The lack of reaction from stock markets suggests that investors have learned to navigate the market after so many conflicts, and unless the consequences are significant in the long term, markets no longer overreact. "These types of events often present medium-term investment opportunities. Looking at the 17 military conflicts in the last 70 years, the S&P 500 has averaged a 9% gain in the following 12 months," says Banca March.
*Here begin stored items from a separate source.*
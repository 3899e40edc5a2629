//! Gift Valuator - Telegram gift fetcher with Fragment floor-price valuation
//! Built with Domain-Driven Design principles

pub mod domain;
pub mod infrastructure;
pub mod application;
pub mod shared;

// Re-export main types for convenience
pub use domain::gift::{AggregateResult, GiftAggregator, NormalizedGift, RawGiftRecord};
pub use domain::price::{PriceCache, PriceResolver};
pub use application::GiftService;
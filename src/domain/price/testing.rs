//! Test doubles for the marketplace source and the clock

use std::collections::HashMap;
use std::sync::atomic::{AtomicUsize, Ordering};
use std::sync::{Arc, Mutex};
use std::time::Duration;

use async_trait::async_trait;
use chrono::{DateTime, TimeZone, Utc};
use tokio::sync::Barrier;

use super::{Clock, ListingPageSource};
use crate::domain::gift::CollectionId;
use crate::shared::errors::PriceError;

/// Listing page with a single item at `price`
pub(crate) fn listing_page_with_price(price: &str) -> String {
    format!(
        r#"<div class="tm-catalog-grid js-autoscroll-body">
             <a class="tm-grid-item" href="/gift/x-1">
               <div class="tm-grid-item-values"><div class="tm-value">{}</div></div>
             </a>
           </div>"#,
        price
    )
}

/// Listing page with an empty catalog grid
pub(crate) fn empty_listing_page() -> String {
    r#"<div class="tm-catalog-grid js-autoscroll-body"></div>"#.to_string()
}

/// In-memory marketplace keyed by collection, counting every fetch.
/// Unknown collections answer with a 404 error.
pub(crate) struct FakeListingSource {
    pages: Mutex<HashMap<CollectionId, Result<String, PriceError>>>,
    calls: Mutex<HashMap<CollectionId, usize>>,
    total: AtomicUsize,
    delay: Option<Duration>,
    barrier: Option<Arc<Barrier>>,
}

impl FakeListingSource {
    pub(crate) fn new() -> Self {
        Self {
            pages: Mutex::new(HashMap::new()),
            calls: Mutex::new(HashMap::new()),
            total: AtomicUsize::new(0),
            delay: None,
            barrier: None,
        }
    }

    pub(crate) fn with_price(self, title: &str, price: &str) -> Self {
        self.set_price(title, price);
        self
    }

    pub(crate) fn with_empty_listing(self, title: &str) -> Self {
        self.set_page(title, Ok(empty_listing_page()));
        self
    }

    pub(crate) fn with_failure(self, title: &str, err: PriceError) -> Self {
        self.set_page(title, Err(err));
        self
    }

    pub(crate) fn with_delay(mut self, delay: Duration) -> Self {
        self.delay = Some(delay);
        self
    }

    /// Hold every fetch until `parties` fetches are in progress at once
    pub(crate) fn with_barrier(mut self, parties: usize) -> Self {
        self.barrier = Some(Arc::new(Barrier::new(parties)));
        self
    }

    pub(crate) fn set_price(&self, title: &str, price: &str) {
        self.set_page(title, Ok(listing_page_with_price(price)));
    }

    fn set_page(&self, title: &str, page: Result<String, PriceError>) {
        self.pages
            .lock()
            .unwrap()
            .insert(CollectionId::from_title(title), page);
    }

    pub(crate) fn total_calls(&self) -> usize {
        self.total.load(Ordering::SeqCst)
    }

    pub(crate) fn calls_for(&self, title: &str) -> usize {
        self.calls
            .lock()
            .unwrap()
            .get(&CollectionId::from_title(title))
            .copied()
            .unwrap_or(0)
    }
}

#[async_trait]
impl ListingPageSource for FakeListingSource {
    async fn fetch_listing_page(&self, collection: &CollectionId) -> Result<String, PriceError> {
        self.total.fetch_add(1, Ordering::SeqCst);
        *self
            .calls
            .lock()
            .unwrap()
            .entry(collection.clone())
            .or_insert(0) += 1;

        if let Some(delay) = self.delay {
            tokio::time::sleep(delay).await;
        }
        if let Some(barrier) = &self.barrier {
            barrier.wait().await;
        }

        self.pages
            .lock()
            .unwrap()
            .get(collection)
            .cloned()
            .unwrap_or(Err(PriceError::Status(404)))
    }
}

/// Clock that only moves when told to
pub(crate) struct ManualClock {
    now: Mutex<DateTime<Utc>>,
}

impl ManualClock {
    pub(crate) fn new() -> Self {
        Self {
            now: Mutex::new(Utc.timestamp_opt(1_700_000_000, 0).unwrap()),
        }
    }

    pub(crate) fn advance_secs(&self, seconds: i64) {
        let mut now = self.now.lock().unwrap();
        *now += chrono::Duration::seconds(seconds);
    }
}

impl Clock for ManualClock {
    fn now(&self) -> DateTime<Utc> {
        *self.now.lock().unwrap()
    }
}
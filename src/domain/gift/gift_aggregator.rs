//! Gift page classification and valuation

use std::collections::{BTreeSet, HashMap};
use std::sync::Arc;

use futures::future::join_all;
use tracing::{debug, info};

use super::{
    AggregateResult, CollectionId, FungibleGift, NormalizedGift, RawGift, RawGiftRecord,
    TotalCost, UniqueGift,
};
use crate::domain::price::PriceResolver;

/// Turns a raw gift page into normalized records plus a total valuation.
///
/// Each distinct collection referenced by the page is priced exactly once,
/// all collections concurrently, before any record is built. Output keeps the
/// page order; unsupported gift types are dropped.
pub struct GiftAggregator {
    resolver: Arc<PriceResolver>,
}

impl GiftAggregator {
    pub fn new(resolver: Arc<PriceResolver>) -> Self {
        Self { resolver }
    }

    pub fn resolver(&self) -> &Arc<PriceResolver> {
        &self.resolver
    }

    pub async fn aggregate(&self, raw_gifts: &[RawGiftRecord]) -> AggregateResult {
        let collections = Self::distinct_collections(raw_gifts);
        let floor_prices = self.resolve_floor_prices(collections).await;

        let mut gifts = Vec::with_capacity(raw_gifts.len());
        let mut total_cost = TotalCost::default();

        for record in raw_gifts {
            match &record.gift {
                RawGift::StarGift(gift) => {
                    total_cost.stars = total_cost.stars.saturating_add(gift.convert_stars);
                    gifts.push(NormalizedGift::Fungible(FungibleGift {
                        id: gift.id,
                        stars: gift.stars,
                        convert_stars: gift.convert_stars,
                        sender_id: record.from_id,
                        received_date: record.date,
                    }));
                }
                RawGift::StarGiftUnique(gift) => {
                    let floor_price = floor_prices
                        .get(&gift.collection_id())
                        .copied()
                        .flatten();
                    if let Some(price) = floor_price {
                        total_cost.ton += price;
                    }
                    gifts.push(NormalizedGift::Unique(UniqueGift {
                        id: gift.id,
                        title: gift.title.clone(),
                        slug: gift.slug.clone(),
                        num: gift.num,
                        floor_price,
                        availability_issued: gift.availability_issued,
                        availability_total: gift.availability_total,
                        received_date: record.date,
                    }));
                }
                RawGift::Unsupported => {
                    debug!(date = record.date, "skipping unsupported gift type");
                }
            }
        }

        info!(
            gifts = gifts.len(),
            skipped = raw_gifts.len() - gifts.len(),
            ton = total_cost.ton,
            stars = total_cost.stars,
            "aggregated gift page"
        );

        AggregateResult {
            count: gifts.len(),
            gifts,
            total_cost,
        }
    }

    /// Collections referenced by unique gifts, deduplicated after normalization
    pub fn distinct_collections(raw_gifts: &[RawGiftRecord]) -> BTreeSet<CollectionId> {
        raw_gifts
            .iter()
            .filter_map(|record| match &record.gift {
                RawGift::StarGiftUnique(gift) => Some(gift.collection_id()),
                _ => None,
            })
            .collect()
    }

    async fn resolve_floor_prices(
        &self,
        collections: BTreeSet<CollectionId>,
    ) -> HashMap<CollectionId, Option<f64>> {
        if collections.is_empty() {
            return HashMap::new();
        }

        debug!(collections = collections.len(), "resolving floor prices");
        let lookups = collections.into_iter().map(|collection| async move {
            let price = self.resolver.resolve(&collection).await;
            (collection, price)
        });

        join_all(lookups).await.into_iter().collect()
    }
}
//! Marketplace listing page source

use async_trait::async_trait;

use crate::domain::gift::CollectionId;
use crate::shared::errors::PriceError;

/// Fetches the raw listing markup of a collection, cheapest items first,
/// restricted to items currently for sale
#[async_trait]
pub trait ListingPageSource: Send + Sync {
    async fn fetch_listing_page(&self, collection: &CollectionId) -> Result<String, PriceError>;
}
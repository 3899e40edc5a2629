//! Marketplace access for collection floor prices

pub mod fragment_client;

pub use fragment_client::FragmentClient;
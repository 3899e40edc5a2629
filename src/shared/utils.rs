//! Utility functions and helpers

/// Format a TON amount for display
pub fn format_ton(amount: f64) -> String {
    format!("{:.2} TON", amount)
}

/// Format an optional floor price, showing "n/a" when unknown
pub fn format_floor_price(price: Option<f64>) -> String {
    price.map(format_ton).unwrap_or_else(|| "n/a".to_string())
}

#[cfg(test)]
mod tests {
    use super::*;

    #[test]
    fn test_format_floor_price() {
        assert_eq!(format_floor_price(Some(12.5)), "12.50 TON");
        assert_eq!(format_floor_price(None), "n/a");
    }
}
A marked date on the investor calendar is July 9, although the US press does not rule out President Trump wanting to use July 4, when the US celebrates Independence Day, to announce the outcome of the tariff pause. The uncertainty introduced since the beginning of 2025 by the new White House occupant has led the US market to trade in losses for much of the year, notably behind Europe, where stock exchanges are posting double-digit gains, close to 20%, as in the case of the Spanish market.
Seeking refuge, money has once again flowed into gold, which is trying to consolidate at $3,400 per ounce. In a particularly bullish year, the precious metal has surged over 27% this year.